Cela fait 25 ans. 25 ans que l'on occulte, moins, mais encore trop souvent, le caractère spécifiquement misogyne de cette tragédie, en le diluant dans la soupière de la «folie» habituelle ou, plus récemment, dans la marmite du terrorisme social.

Je ne comprends pas. Reconnaître et nommer la violence à l'égard des femmes n'est ni féministe ni antiféministe, c'est un acte de civisme, de lucidité et d'humanisme. C'est aussi la condition première à la mise en place de moyens concertés pour la combattre. Faut-il rappeler qu'on a commencé à mener une lutte efficace au fléau de l'inceste à partir du moment où on a eu le courage de le nommer, de reconnaître son existence au lieu de se voiler la vue.

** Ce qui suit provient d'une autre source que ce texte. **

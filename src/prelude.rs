//! Convenient re-exports for common usage.
//!
//! ```
//! use blobkey::prelude::*;
//! ```

pub use crate::compress::{compress, decompress};
pub use crate::error::{BlobkeyError, Result};
pub use crate::key::ContentKey;
pub use crate::stream::read_all;
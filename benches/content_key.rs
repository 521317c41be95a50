//! Benchmarks for content key construction.

use blobkey::ContentKey;
use criterion::{black_box, criterion_group, criterion_main, BenchmarkId, Criterion, Throughput};
use std::io::Cursor;

fn bench_from_bytes(c: &mut Criterion) {
    let mut group = c.benchmark_group("content_key");

    for size in [64, 256, 1024, 4096, 16384, 65536].iter() {
        let data: Vec<u8> = (0..*size).map(|i| (i % 256) as u8).collect();

        group.throughput(Throughput::Bytes(*size as u64));
        group.bench_with_input(BenchmarkId::new("from_bytes", size), &data, |b, data| {
            b.iter(|| ContentKey::from_bytes(black_box(data)))
        });
    }

    group.finish();
}

fn bench_from_reader(c: &mut Criterion) {
    let mut group = c.benchmark_group("from_reader");

    for size in [1024, 16384, 65536].iter() {
        let data: Vec<u8> = (0..*size).map(|i| (i % 256) as u8).collect();

        group.throughput(Throughput::Bytes(*size as u64));
        group.bench_with_input(BenchmarkId::new("from_reader", size), &data, |b, data| {
            b.iter(|| ContentKey::from_reader(Cursor::new(black_box(data))).unwrap())
        });
    }

    group.finish();
}

criterion_group!(benches, bench_from_bytes, bench_from_reader);
criterion_main!(benches);
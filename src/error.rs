//! Error types for blobkey operations.

use thiserror::Error;

/// Result type alias for blobkey operations.
pub type Result<T> = std::result::Result<T, BlobkeyError>;

/// Errors that can occur during blobkey operations.
#[derive(Error, Debug)]
pub enum BlobkeyError {
    /// IO operation failed.
    #[error("IO error: {0}")]
    Io(#[from] std::io::Error),

    /// Compression or decompression failed.
    #[error("compression error: {0}")]
    Compression(String),
}
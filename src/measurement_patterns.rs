//! # Measurement Patterns Module
//!
//! This module contains regex patterns and constants used for quantity and unit detection.

use lazy_static::lazy_static;
use regex::Regex;

/// Leading amount: ranges, mixed numbers, fractions, decimals, integers and Unicode fraction glyphs
pub const QUANTITY_PATTERN: &str = r"\d+(?:\.\d+)?\s*(?:-|–|to)\s*\d+(?:\.\d+)?|\d+\s+\d+/\d+|\d+\s*[½⅓⅔¼¾]|\d+/\d+|\d*\.\d+|\d+|[½⅓⅔¼¾]";

/// Unit spellings recognized right after an amount, longest alternatives first
pub const UNIT_PATTERN: &str = r"fl\.?\s*oz|fluid\s+ounces?|teaspoons?|tsps?|tablespoons?|tbsps?|tbs|cups?|c|pints?|pt|quarts?|qt|gallons?|gal|millilit(?:er|re)s?|ml|lit(?:er|re)s?|l|kilograms?|kg|grams?|g|ounces?|oz|pounds?|lbs?|cans?|slices?|stalks?|cloves?|bunch(?:es)?|sprigs?|leaf|leaves|ears?|heads?|loaf|loaves|whole|pieces?|pinch(?:es)?|dash(?:es)?|packages?|pkg|sticks?";

lazy_static! {
    /// Full ingredient line: `<amount> [<unit>] <name>`
    pub static ref INGREDIENT_LINE_REGEX: Regex = Regex::new(&format!(
        r"(?i)^\s*(?P<qty>{})(?:\s*(?P<unit>{})\.?)?(?:\s+|$)(?P<name>.*)$",
        QUANTITY_PATTERN, UNIT_PATTERN
    ))
    .expect("Ingredient line pattern should be valid");
}

#[cfg(test)]
mod tests {
    use super::*;

    fn capture<'a>(line: &'a str, group: &str) -> Option<&'a str> {
        INGREDIENT_LINE_REGEX
            .captures(line)
            .and_then(|c| c.name(group))
            .map(|m| m.as_str())
    }

    #[test]
    fn test_amount_and_unit() {
        assert_eq!(capture("2 cups flour", "qty"), Some("2"));
        assert_eq!(capture("2 cups flour", "unit"), Some("cups"));
        assert_eq!(capture("2 cups flour", "name"), Some("flour"));
    }

    #[test]
    fn test_unit_attached_to_number() {
        assert_eq!(capture("500g butter", "qty"), Some("500"));
        assert_eq!(capture("500g butter", "unit"), Some("g"));
        assert_eq!(capture("500g butter", "name"), Some("butter"));
    }

    #[test]
    fn test_unit_prefix_of_name_is_not_a_unit() {
        assert_eq!(capture("2 large eggs", "unit"), None);
        assert_eq!(capture("2 large eggs", "name"), Some("large eggs"));
        assert_eq!(capture("3 carrots", "unit"), None);
        assert_eq!(capture("1 garlic bulb", "unit"), None);
    }

    #[test]
    fn test_fraction_forms() {
        assert_eq!(capture("1 1/2 cups sugar", "qty"), Some("1 1/2"));
        assert_eq!(capture("½ tsp salt", "qty"), Some("½"));
        assert_eq!(capture("1½ cups milk", "qty"), Some("1½"));
        assert_eq!(capture("2-3 tbsp olive oil", "qty"), Some("2-3"));
        assert_eq!(capture("1 to 2 cups stock", "qty"), Some("1 to 2"));
    }

    #[test]
    fn test_no_leading_amount() {
        assert!(INGREDIENT_LINE_REGEX.captures("salt to taste").is_none());
    }
}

On me dira que les choses ont changé. C'est vrai, mais tout n'est pas gagné. Un décideur, un ministre, Peter Mackay en l'occurrence, se demandait ces jours-ci, 25 ans après l'assassinat de ces 14 jeunes femmes «pourquoi cela s'est passé, pourquoi ces femmes ont été ciblées dans cet horrible acte de violence ?».

Monsieur Mackay, permettez-moi, en ce 6 décembre, de vous suggérer de lire le manifeste de Marc Lépine. La réponse à votre insignifiante question y est, aussi limpide que brutale: PARCE QUE C'ÉTAIT DES FEMMES.

Et de grâce, ne venez surtout pas me dire qu'il a écrit cela parce qu'il était fou.